Background

As part of my Intermediate Macroeconomics class, I was tasked with analyzing a concept covered in class using real world data. I decided to do an anaylsis on whether Okun’s Law (a theory stating there is an inverse relation between real GDP growth and the unemployment rate) has held true in the United States since 2000 (because it hasn’t at some times, like the Oil Crisis of the 1970s) by creating a graph in Python to make it easier to understand the data.

Process

I started off by locating the datasets at the St. Louis Federal Reserve Bank’s FRED, and then used an API to simplify the data collection process, creating a dataframe for unemployment and GDP data.

from fredapi import Fred
import pandas as pd
import seaborn as sns
import matplotlib.pyplot as plt

fred = Fred(api_key='')

# Get data for real GDP
gdp_data = fred.get_series('GDPC1')
gdp_df = gdp_data.reset_index()
gdp_df.columns = ["Date", "GDP"]

# Get data for unemployment rate
unemployment_data = fred.get_series('UNRATE')
unemployment_df = unemployment_data.reset_index()
unemployment_df.columns = ["Date", "Unemployment Rate"]

With the data in hand, I began to prepare the data, first by merging my two datasets into one and selecting only the data beginning in 2000, since the it went as far back as the 1940s. Then I calculated the percentage change for GDP and the difference in the unemployment rate, both changing quarterly, and placed these into their respective columns.

# Merge unemployment rate and GDP data into one dataframe and select data since 2000
okun_law_df = pd.merge(gdp_df, unemployment_df, on=['Date'])
okun_law_df = okun_law_df.loc[(okun_law_df['Date'].dt.year >= 2000) & (okun_law_df['Date'].dt.month >= 1)]

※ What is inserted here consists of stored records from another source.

//! Built-in functions and host namespaces

use crate::ast::CmpOp;
use crate::error::{ErrorKind, RuntimeError};
use crate::ops;
use crate::value::{Args, Builtin, Namespace, Output, Value};
use std::cmp::Ordering;
use std::thread;
use std::time::{Duration, Instant, SystemTime, UNIX_EPOCH};

/// Every core builtin, by name
pub fn core() -> Vec<Builtin> {
    vec![
        Builtin::new("print", print),
        Builtin::new("abs", abs),
        Builtin::new("min", |out: &mut Output, args| extreme("min", Ordering::Less, out, args)),
        Builtin::new("max", |out: &mut Output, args| {
            extreme("max", Ordering::Greater, out, args)
        }),
        Builtin::new("len", len),
        Builtin::new("str", to_str),
        Builtin::new("int", to_int),
        Builtin::new("float", to_float),
        Builtin::new("bool", to_bool),
        Builtin::new("round", round),
        Builtin::new("type", type_of),
    ]
}

/// `time` namespace; `monotonic()` counts seconds from `epoch`
pub fn time_namespace(epoch: Instant) -> Namespace {
    Namespace::new("time")
        .with_function("monotonic", move |_, args| {
            args.check_keywords("monotonic", &[])?;
            args.check_arity("monotonic", 0, 0)?;
            Ok(Value::Float(epoch.elapsed().as_secs_f64()))
        })
        .with_function("time", |_, args| {
            args.check_keywords("time", &[])?;
            args.check_arity("time", 0, 0)?;
            let since_epoch = SystemTime::now()
                .duration_since(UNIX_EPOCH)
                .unwrap_or(Duration::ZERO);
            Ok(Value::Float(since_epoch.as_secs_f64()))
        })
        .with_function("sleep", sleep)
}

/// Blocks the caller; nothing interrupts it
fn sleep(_: &mut Output, args: Args) -> Result<Value, RuntimeError> {
    let seconds = match single("sleep", &args)? {
        Value::Int(i) => i as f64,
        Value::Bool(b) => f64::from(u8::from(b)),
        Value::Float(x) => x,
        other => {
            return Err(RuntimeError::type_error(format!(
                "'{}' object cannot be interpreted as an integer",
                other.type_name()
            )))
        }
    };
    if seconds.is_nan() {
        return Err(RuntimeError::value_error("Invalid value NaN (not a number)"));
    }
    if seconds < 0.0 {
        return Err(RuntimeError::value_error("sleep length must be non-negative"));
    }
    let duration = Duration::try_from_secs_f64(seconds)
        .map_err(|_| RuntimeError::new(ErrorKind::Overflow, "sleep length is too large"))?;
    thread::sleep(duration);
    Ok(Value::None)
}

/// `sys` namespace describing the host
pub fn sys_namespace(platform: &str, version: &str) -> Namespace {
    Namespace::new("sys")
        .with("platform", Value::str(platform))
        .with("version", Value::str(version))
}

fn single(name: &str, args: &Args) -> Result<Value, RuntimeError> {
    args.check_keywords(name, &[])?;
    args.check_arity(name, 1, 1)?;
    Ok(args.positional[0].clone())
}

/// Zero or one argument, `default` when omitted
fn optional(name: &str, args: &Args, default: Value) -> Result<Value, RuntimeError> {
    args.check_keywords(name, &[])?;
    args.check_arity(name, 0, 1)?;
    Ok(args.positional.first().cloned().unwrap_or(default))
}

fn string_keyword(args: &Args, name: &str, default: &str) -> Result<String, RuntimeError> {
    match args.keyword(name) {
        None | Some(Value::None) => Ok(default.to_string()),
        Some(Value::Str(s)) => Ok(s.clone()),
        Some(other) => Err(RuntimeError::type_error(format!(
            "{} must be None or a string, not {}",
            name,
            other.type_name()
        ))),
    }
}

/// Each call produces one output entry; `end` is accepted and ignored
fn print(out: &mut Output, args: Args) -> Result<Value, RuntimeError> {
    args.check_keywords("print", &["sep", "end"])?;
    let sep = string_keyword(&args, "sep", " ")?;
    string_keyword(&args, "end", "\n")?;

    let text = args
        .positional
        .iter()
        .map(Value::to_string)
        .collect::<Vec<_>>()
        .join(&sep);
    out.print(text);
    Ok(Value::None)
}

fn abs(_: &mut Output, args: Args) -> Result<Value, RuntimeError> {
    match single("abs", &args)? {
        Value::Bool(b) => Ok(Value::Int(i64::from(b))),
        Value::Int(i) => i.checked_abs().map(Value::Int).ok_or_else(RuntimeError::overflow),
        Value::Float(x) => Ok(Value::Float(x.abs())),
        other => Err(RuntimeError::type_error(format!(
            "bad operand type for abs(): '{}'",
            other.type_name()
        ))),
    }
}

/// `min`/`max` over the arguments, or over the characters of one string
fn extreme(
    name: &str,
    wanted: Ordering,
    _: &mut Output,
    args: Args,
) -> Result<Value, RuntimeError> {
    args.check_keywords(name, &[])?;
    let candidates: Vec<Value> = match args.positional.as_slice() {
        [] => {
            return Err(RuntimeError::type_error(format!(
                "{} expected at least 1 argument, got 0",
                name
            )))
        }
        [Value::Str(s)] => s.chars().map(|c| Value::Str(c.to_string())).collect(),
        [other] => {
            return Err(RuntimeError::type_error(format!(
                "'{}' object is not iterable",
                other.type_name()
            )))
        }
        many => many.to_vec(),
    };

    let mut iter = candidates.into_iter();
    let mut best = iter
        .next()
        .ok_or_else(|| RuntimeError::value_error(format!("{}() arg is an empty sequence", name)))?;
    let op = if wanted == Ordering::Less {
        CmpOp::Lt
    } else {
        CmpOp::Gt
    };
    for candidate in iter {
        if ops::compare(op, &candidate, &best)? {
            best = candidate;
        }
    }
    Ok(best)
}

fn len(_: &mut Output, args: Args) -> Result<Value, RuntimeError> {
    match single("len", &args)? {
        Value::Str(s) => Ok(Value::Int(s.chars().count() as i64)),
        other => Err(RuntimeError::type_error(format!(
            "object of type '{}' has no len()",
            other.type_name()
        ))),
    }
}

fn to_str(_: &mut Output, args: Args) -> Result<Value, RuntimeError> {
    let value = optional("str", &args, Value::str(""))?;
    Ok(Value::Str(value.to_string()))
}

fn to_int(_: &mut Output, args: Args) -> Result<Value, RuntimeError> {
    match optional("int", &args, Value::Int(0))? {
        Value::Bool(b) => Ok(Value::Int(i64::from(b))),
        Value::Int(i) => Ok(Value::Int(i)),
        Value::Float(x) => float_to_int(x),
        Value::Str(s) => {
            let cleaned: String = s.trim().chars().filter(|c| *c != '_').collect();
            cleaned.parse::<i64>().map(Value::Int).map_err(|_| {
                RuntimeError::value_error(format!(
                    "invalid literal for int() with base 10: '{}'",
                    s
                ))
            })
        }
        other => Err(RuntimeError::type_error(format!(
            "int() argument must be a string or a number, not '{}'",
            other.type_name()
        ))),
    }
}

fn float_to_int(x: f64) -> Result<Value, RuntimeError> {
    if x.is_nan() {
        return Err(RuntimeError::value_error(
            "cannot convert float NaN to integer",
        ));
    }
    if x.is_infinite() {
        return Err(RuntimeError::new(
            ErrorKind::Overflow,
            "cannot convert float infinity to integer",
        ));
    }
    let truncated = x.trunc();
    if truncated < i64::MIN as f64 || truncated >= i64::MAX as f64 {
        return Err(RuntimeError::overflow());
    }
    Ok(Value::Int(truncated as i64))
}

fn to_float(_: &mut Output, args: Args) -> Result<Value, RuntimeError> {
    match optional("float", &args, Value::Float(0.0))? {
        Value::Bool(b) => Ok(Value::Float(if b { 1.0 } else { 0.0 })),
        Value::Int(i) => Ok(Value::Float(i as f64)),
        Value::Float(x) => Ok(Value::Float(x)),
        Value::Str(s) => parse_float(s.trim()).map(Value::Float).ok_or_else(|| {
            RuntimeError::value_error(format!("could not convert string to float: '{}'", s))
        }),
        other => Err(RuntimeError::type_error(format!(
            "float() argument must be a string or a number, not '{}'",
            other.type_name()
        ))),
    }
}

fn parse_float(text: &str) -> Option<f64> {
    let lowered = text.to_ascii_lowercase();
    let (sign, body) = match lowered.strip_prefix('-') {
        Some(rest) => (-1.0, rest),
        None => (1.0, lowered.strip_prefix('+').unwrap_or(&lowered)),
    };
    match body {
        "inf" | "infinity" => Some(sign * f64::INFINITY),
        "nan" => Some(f64::NAN),
        _ if body.chars().all(|c| c.is_ascii_digit() || matches!(c, '.' | 'e' | '+' | '-')) => {
            body.parse::<f64>().ok().map(|x| sign * x)
        }
        _ => None,
    }
}

fn to_bool(_: &mut Output, args: Args) -> Result<Value, RuntimeError> {
    let value = optional("bool", &args, Value::Bool(false))?;
    Ok(Value::Bool(value.is_truthy()))
}

/// Rounds half to even; an integer without `ndigits`, a float with it
fn round(_: &mut Output, args: Args) -> Result<Value, RuntimeError> {
    args.check_keywords("round", &["ndigits"])?;
    args.check_arity("round", 1, 2)?;
    let ndigits = match args.positional.get(1).or_else(|| args.keyword("ndigits")) {
        None | Some(Value::None) => None,
        Some(Value::Int(n)) => Some(*n),
        Some(other) => {
            return Err(RuntimeError::type_error(format!(
                "'{}' object cannot be interpreted as an integer",
                other.type_name()
            )))
        }
    };

    match (&args.positional[0], ndigits) {
        (Value::Int(i), Some(n)) if n < 0 => round_int(*i, n.unsigned_abs()),
        (Value::Bool(b), Some(n)) if n < 0 => round_int(i64::from(*b), n.unsigned_abs()),
        (Value::Int(i), _) => Ok(Value::Int(*i)),
        (Value::Bool(b), _) => Ok(Value::Int(i64::from(*b))),
        (Value::Float(x), None) => float_to_int(x.round_ties_even()),
        (Value::Float(x), Some(n)) => {
            let n = n.clamp(-308, 308) as i32;
            let scale = 10f64.powi(n);
            let scaled = x * scale;
            if !scaled.is_finite() {
                return Ok(Value::Float(*x));
            }
            Ok(Value::Float(scaled.round_ties_even() / scale))
        }
        (other, _) => Err(RuntimeError::type_error(format!(
            "type {} doesn't define __round__ method",
            other.type_name()
        ))),
    }
}

/// Rounds `i` to a multiple of `10^places`, half to even
fn round_int(i: i64, places: u64) -> Result<Value, RuntimeError> {
    // 10^38 is the largest power of ten an i128 holds; beyond it every i64 rounds to 0
    if places > 38 {
        return Ok(Value::Int(0));
    }
    let unit = 10i128.pow(places as u32);
    let value = i128::from(i);
    let (quotient, remainder) = (value.div_euclid(unit), value.rem_euclid(unit));
    let upper = unit - remainder;
    let quotient = if remainder > upper || (remainder == upper && quotient % 2 != 0) {
        quotient + 1
    } else {
        quotient
    };
    i64::try_from(quotient * unit)
        .map(Value::Int)
        .map_err(|_| RuntimeError::overflow())
}

fn type_of(_: &mut Output, args: Args) -> Result<Value, RuntimeError> {
    let value = single("type", &args)?;
    Ok(Value::Str(format!("<class '{}'>", value.type_name())))
}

# Get percentage change for GDP and difference for unemployment rate
okun_law_df['Percentage Change in GDP'] = (okun_law_df['GDP'].pct_change())*100
okun_law_df['Change in Unemployment Rate'] = okun_law_df['Unemployment Rate'].diff()

Lastly, I created the plot, a scatterplot with a trendline to best show the data in an easy to understand format.

# Create and show plot
sns.regplot(x='Percentage Change in GDP', y='Change in Unemployment Rate',
            data=okun_law_df, ci=None,
            line_kws={'color':'red'}).set(title="Okun's Law")
plt.show()

The final result:

Okun's Law Quarterly 2000-2021.png

Analysis and Conclusion

With most of the data points being clustered around (0, 0), we can see that there wasn’t much of a change quarter to quarter since 2000, with the two noticeable exceptions of (-9.0, 11.3), for April 1, 2020, and (7.5, -4.6), for July 1, 2020. These show the initial effects of the COVID-19 pandemic, a massive decrease in real GDP and increase in the unemployment rate, and the quick economic recovery, with real GDP almost returning to prepandemic levels and the unemployment rate making huge strides in its recovery. There were a few data points that were not in line with Okun’s Law. For example, the data points (0.9, 0.4), for January 1, 2001, and (1.1, 0.5), for October 1, 2009, show a simultaneous increase in real GDP and the unemployment rate. To get a more certain answer, I also calculated the correlation coefficient to be -0.88, signifying a very strong inverse association between the two variables. This meaning that Okun’s Law has held true since 2000.